Your objective —
Go through the data below. Pull out every line that has the word "vertex".

Recorded data —
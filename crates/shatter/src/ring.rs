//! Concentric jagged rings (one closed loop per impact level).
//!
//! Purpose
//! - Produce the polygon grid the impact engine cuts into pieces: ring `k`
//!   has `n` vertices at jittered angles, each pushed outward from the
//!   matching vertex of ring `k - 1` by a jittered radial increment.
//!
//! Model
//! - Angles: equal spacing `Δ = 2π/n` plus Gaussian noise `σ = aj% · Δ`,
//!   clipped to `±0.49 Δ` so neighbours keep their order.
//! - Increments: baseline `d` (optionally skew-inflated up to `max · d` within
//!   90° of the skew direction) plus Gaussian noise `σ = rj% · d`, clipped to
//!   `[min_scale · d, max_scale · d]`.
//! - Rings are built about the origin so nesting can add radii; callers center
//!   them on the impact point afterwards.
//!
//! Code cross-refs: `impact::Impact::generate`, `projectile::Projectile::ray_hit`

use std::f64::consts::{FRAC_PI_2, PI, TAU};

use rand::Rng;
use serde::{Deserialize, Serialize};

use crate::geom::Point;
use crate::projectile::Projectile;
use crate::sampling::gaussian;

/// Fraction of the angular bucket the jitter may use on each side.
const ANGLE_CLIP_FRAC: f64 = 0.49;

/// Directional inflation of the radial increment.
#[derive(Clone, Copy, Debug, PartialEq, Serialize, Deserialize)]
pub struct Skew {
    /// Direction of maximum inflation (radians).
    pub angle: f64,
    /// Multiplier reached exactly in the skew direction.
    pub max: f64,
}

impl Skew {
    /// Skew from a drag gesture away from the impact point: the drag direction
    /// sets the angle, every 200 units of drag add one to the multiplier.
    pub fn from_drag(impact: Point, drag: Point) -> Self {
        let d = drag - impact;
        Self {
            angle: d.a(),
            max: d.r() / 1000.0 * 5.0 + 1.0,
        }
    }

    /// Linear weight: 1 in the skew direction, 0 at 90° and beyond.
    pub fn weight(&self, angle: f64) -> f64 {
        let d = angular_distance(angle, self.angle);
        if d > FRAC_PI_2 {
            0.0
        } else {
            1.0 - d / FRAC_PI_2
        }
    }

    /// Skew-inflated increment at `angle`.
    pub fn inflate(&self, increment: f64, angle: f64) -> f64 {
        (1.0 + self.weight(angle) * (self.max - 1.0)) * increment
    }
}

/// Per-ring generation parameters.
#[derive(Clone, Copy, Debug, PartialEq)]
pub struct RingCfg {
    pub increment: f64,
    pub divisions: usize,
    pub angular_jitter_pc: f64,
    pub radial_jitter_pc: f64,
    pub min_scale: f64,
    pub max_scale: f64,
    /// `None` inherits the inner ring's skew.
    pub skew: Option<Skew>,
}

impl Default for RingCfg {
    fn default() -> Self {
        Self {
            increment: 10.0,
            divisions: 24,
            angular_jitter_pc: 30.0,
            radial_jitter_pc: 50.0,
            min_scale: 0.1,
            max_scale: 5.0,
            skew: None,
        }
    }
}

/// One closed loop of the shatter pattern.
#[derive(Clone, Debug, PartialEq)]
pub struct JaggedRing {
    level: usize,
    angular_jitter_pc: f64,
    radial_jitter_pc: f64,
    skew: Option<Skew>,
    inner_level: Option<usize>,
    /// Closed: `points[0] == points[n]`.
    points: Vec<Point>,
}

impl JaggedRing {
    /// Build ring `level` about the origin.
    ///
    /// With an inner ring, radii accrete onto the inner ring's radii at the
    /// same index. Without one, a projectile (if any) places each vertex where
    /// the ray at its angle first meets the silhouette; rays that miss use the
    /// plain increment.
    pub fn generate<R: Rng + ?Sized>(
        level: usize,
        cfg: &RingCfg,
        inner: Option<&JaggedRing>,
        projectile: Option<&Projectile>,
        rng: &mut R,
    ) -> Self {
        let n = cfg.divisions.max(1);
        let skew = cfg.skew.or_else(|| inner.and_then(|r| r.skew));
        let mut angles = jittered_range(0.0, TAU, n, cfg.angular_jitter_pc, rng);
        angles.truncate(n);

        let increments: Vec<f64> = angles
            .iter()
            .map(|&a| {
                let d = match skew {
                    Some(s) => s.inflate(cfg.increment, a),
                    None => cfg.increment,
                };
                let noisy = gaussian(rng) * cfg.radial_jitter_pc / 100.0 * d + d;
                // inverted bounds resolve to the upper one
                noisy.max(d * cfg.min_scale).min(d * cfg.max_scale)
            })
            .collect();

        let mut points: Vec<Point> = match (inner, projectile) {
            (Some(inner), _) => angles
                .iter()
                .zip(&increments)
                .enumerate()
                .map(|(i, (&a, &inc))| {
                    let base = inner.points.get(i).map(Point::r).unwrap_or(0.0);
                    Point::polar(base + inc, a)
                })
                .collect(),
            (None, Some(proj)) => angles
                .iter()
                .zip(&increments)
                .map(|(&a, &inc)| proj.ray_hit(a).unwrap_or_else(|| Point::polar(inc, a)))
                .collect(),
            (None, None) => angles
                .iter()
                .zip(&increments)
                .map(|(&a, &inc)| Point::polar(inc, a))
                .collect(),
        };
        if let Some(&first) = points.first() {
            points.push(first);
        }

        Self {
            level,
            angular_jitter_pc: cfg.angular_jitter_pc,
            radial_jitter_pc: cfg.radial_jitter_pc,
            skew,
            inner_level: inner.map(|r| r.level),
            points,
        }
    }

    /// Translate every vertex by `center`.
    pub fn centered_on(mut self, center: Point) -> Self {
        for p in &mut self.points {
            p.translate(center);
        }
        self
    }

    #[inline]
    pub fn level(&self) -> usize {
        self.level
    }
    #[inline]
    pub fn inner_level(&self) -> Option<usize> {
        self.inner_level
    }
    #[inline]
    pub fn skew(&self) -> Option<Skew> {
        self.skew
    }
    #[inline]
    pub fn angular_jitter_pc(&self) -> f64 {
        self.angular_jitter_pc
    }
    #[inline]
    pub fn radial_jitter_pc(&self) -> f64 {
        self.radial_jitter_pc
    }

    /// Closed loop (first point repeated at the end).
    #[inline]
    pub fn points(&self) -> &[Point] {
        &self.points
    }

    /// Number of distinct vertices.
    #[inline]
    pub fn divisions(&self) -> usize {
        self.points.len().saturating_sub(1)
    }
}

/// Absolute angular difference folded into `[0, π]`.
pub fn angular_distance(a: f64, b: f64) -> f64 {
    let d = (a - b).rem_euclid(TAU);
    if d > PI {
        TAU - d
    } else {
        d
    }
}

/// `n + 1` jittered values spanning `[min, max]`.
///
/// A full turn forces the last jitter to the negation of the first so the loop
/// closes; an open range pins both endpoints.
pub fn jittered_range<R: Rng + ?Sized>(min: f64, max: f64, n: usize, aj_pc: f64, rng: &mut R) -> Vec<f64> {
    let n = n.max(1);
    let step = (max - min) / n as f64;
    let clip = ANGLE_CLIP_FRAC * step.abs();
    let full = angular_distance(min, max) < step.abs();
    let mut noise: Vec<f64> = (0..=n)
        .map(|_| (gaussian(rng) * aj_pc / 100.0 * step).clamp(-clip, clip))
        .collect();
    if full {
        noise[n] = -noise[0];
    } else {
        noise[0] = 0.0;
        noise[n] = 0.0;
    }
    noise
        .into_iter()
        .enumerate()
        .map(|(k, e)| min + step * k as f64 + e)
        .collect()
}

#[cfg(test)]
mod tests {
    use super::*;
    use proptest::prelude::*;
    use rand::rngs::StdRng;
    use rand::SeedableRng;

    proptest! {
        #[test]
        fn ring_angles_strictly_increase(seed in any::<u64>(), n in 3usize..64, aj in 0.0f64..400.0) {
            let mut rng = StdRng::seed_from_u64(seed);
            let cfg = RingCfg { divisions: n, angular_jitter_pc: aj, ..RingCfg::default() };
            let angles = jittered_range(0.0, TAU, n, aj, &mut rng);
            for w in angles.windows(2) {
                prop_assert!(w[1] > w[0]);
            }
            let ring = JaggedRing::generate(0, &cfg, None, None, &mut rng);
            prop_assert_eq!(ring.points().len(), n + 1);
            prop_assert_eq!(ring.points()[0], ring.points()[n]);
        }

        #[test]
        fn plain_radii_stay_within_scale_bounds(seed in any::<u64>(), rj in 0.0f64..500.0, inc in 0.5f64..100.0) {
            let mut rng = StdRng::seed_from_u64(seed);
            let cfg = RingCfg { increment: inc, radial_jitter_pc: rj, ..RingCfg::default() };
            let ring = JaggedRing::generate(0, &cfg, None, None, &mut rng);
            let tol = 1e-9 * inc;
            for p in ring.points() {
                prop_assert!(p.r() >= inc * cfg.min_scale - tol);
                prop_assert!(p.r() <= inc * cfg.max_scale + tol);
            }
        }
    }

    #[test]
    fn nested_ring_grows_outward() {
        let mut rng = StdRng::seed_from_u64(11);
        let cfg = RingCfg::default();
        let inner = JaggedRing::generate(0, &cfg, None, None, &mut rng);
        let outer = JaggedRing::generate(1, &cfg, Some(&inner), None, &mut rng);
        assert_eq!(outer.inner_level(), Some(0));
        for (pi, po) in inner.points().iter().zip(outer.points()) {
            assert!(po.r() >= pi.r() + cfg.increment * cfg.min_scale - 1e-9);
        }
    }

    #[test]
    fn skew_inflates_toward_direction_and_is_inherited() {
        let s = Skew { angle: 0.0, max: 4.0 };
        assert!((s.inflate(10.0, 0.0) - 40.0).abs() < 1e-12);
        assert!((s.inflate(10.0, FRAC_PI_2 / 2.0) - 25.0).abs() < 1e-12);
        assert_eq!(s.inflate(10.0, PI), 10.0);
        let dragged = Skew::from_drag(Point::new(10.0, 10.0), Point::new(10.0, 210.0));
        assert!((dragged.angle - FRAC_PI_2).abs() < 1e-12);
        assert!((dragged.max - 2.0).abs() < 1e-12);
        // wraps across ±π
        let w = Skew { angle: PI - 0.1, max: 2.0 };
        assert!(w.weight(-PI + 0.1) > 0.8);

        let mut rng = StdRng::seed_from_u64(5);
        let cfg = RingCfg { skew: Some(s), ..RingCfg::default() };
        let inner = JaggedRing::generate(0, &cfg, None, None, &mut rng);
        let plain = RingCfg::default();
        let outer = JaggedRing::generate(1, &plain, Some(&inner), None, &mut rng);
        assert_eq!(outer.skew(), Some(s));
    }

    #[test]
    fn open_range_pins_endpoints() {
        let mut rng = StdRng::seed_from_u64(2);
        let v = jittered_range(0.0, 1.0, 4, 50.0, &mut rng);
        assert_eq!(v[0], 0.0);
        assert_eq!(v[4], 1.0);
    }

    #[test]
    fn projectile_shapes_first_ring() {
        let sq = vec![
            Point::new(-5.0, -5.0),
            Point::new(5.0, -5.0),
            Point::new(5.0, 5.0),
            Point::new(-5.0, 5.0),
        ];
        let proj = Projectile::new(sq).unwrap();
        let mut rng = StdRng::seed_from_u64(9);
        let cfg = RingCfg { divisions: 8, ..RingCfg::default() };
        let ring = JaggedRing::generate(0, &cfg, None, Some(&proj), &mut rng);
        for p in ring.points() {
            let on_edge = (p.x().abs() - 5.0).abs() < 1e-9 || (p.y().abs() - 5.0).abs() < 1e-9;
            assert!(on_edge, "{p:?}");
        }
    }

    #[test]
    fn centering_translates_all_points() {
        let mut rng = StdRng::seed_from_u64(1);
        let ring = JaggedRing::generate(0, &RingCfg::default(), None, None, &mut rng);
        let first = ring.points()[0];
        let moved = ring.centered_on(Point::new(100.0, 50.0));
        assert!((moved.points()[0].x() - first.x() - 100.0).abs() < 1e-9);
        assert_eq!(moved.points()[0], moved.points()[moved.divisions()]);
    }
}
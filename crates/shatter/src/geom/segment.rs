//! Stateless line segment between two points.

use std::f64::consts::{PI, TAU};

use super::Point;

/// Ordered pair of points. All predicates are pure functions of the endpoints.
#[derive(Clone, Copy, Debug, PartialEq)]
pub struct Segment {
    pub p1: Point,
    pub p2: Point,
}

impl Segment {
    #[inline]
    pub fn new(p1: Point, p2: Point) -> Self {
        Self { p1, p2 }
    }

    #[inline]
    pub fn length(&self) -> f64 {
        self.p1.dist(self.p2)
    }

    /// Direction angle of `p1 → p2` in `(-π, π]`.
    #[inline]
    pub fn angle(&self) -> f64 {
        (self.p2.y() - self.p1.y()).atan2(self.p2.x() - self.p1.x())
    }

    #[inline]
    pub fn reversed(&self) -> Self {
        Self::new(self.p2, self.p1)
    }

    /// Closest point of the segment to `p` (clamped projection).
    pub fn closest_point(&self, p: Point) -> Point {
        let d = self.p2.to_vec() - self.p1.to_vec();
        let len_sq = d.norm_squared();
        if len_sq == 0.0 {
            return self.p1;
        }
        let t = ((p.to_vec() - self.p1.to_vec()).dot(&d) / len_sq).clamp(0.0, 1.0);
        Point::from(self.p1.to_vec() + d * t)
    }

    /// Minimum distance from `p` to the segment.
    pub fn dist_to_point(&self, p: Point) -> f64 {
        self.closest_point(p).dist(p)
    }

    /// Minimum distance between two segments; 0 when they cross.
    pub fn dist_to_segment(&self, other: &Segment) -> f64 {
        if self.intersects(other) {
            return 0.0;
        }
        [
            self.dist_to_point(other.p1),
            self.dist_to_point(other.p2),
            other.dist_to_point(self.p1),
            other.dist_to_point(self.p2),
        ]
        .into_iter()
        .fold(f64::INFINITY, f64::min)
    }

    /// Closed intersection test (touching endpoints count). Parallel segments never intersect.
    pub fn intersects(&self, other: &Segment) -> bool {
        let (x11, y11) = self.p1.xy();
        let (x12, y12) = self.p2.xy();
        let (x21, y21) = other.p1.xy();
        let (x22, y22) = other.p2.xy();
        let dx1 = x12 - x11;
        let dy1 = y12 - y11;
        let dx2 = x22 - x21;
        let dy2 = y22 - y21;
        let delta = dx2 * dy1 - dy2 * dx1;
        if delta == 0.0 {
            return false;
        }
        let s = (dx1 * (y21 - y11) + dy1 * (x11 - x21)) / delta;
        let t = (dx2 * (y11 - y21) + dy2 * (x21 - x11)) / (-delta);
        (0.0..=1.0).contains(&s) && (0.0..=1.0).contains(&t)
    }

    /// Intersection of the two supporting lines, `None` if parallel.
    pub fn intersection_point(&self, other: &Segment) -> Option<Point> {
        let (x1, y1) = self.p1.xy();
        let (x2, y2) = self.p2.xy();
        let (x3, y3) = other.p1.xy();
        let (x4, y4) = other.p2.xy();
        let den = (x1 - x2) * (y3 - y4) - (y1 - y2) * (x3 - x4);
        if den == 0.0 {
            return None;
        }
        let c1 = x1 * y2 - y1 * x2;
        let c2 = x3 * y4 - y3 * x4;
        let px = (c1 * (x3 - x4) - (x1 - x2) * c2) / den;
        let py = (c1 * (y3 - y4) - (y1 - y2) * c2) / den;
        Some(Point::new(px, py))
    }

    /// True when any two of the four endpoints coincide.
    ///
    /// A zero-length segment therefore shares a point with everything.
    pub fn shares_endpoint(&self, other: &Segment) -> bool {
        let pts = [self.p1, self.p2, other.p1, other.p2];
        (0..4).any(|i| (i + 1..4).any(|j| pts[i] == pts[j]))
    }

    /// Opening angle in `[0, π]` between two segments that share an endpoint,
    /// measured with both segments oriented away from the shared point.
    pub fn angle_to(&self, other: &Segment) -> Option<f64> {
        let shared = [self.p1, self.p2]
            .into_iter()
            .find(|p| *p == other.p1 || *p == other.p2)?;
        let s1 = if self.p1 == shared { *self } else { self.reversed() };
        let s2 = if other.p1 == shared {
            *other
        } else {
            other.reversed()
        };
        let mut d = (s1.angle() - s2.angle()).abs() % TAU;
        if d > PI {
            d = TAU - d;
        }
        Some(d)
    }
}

Worked solution —
//!   matching vertex of ring `k - 1` by a jittered radial increment.
    /// same index. Without one, a projectile (if any) places each vertex where
    /// Translate every vertex by `center`.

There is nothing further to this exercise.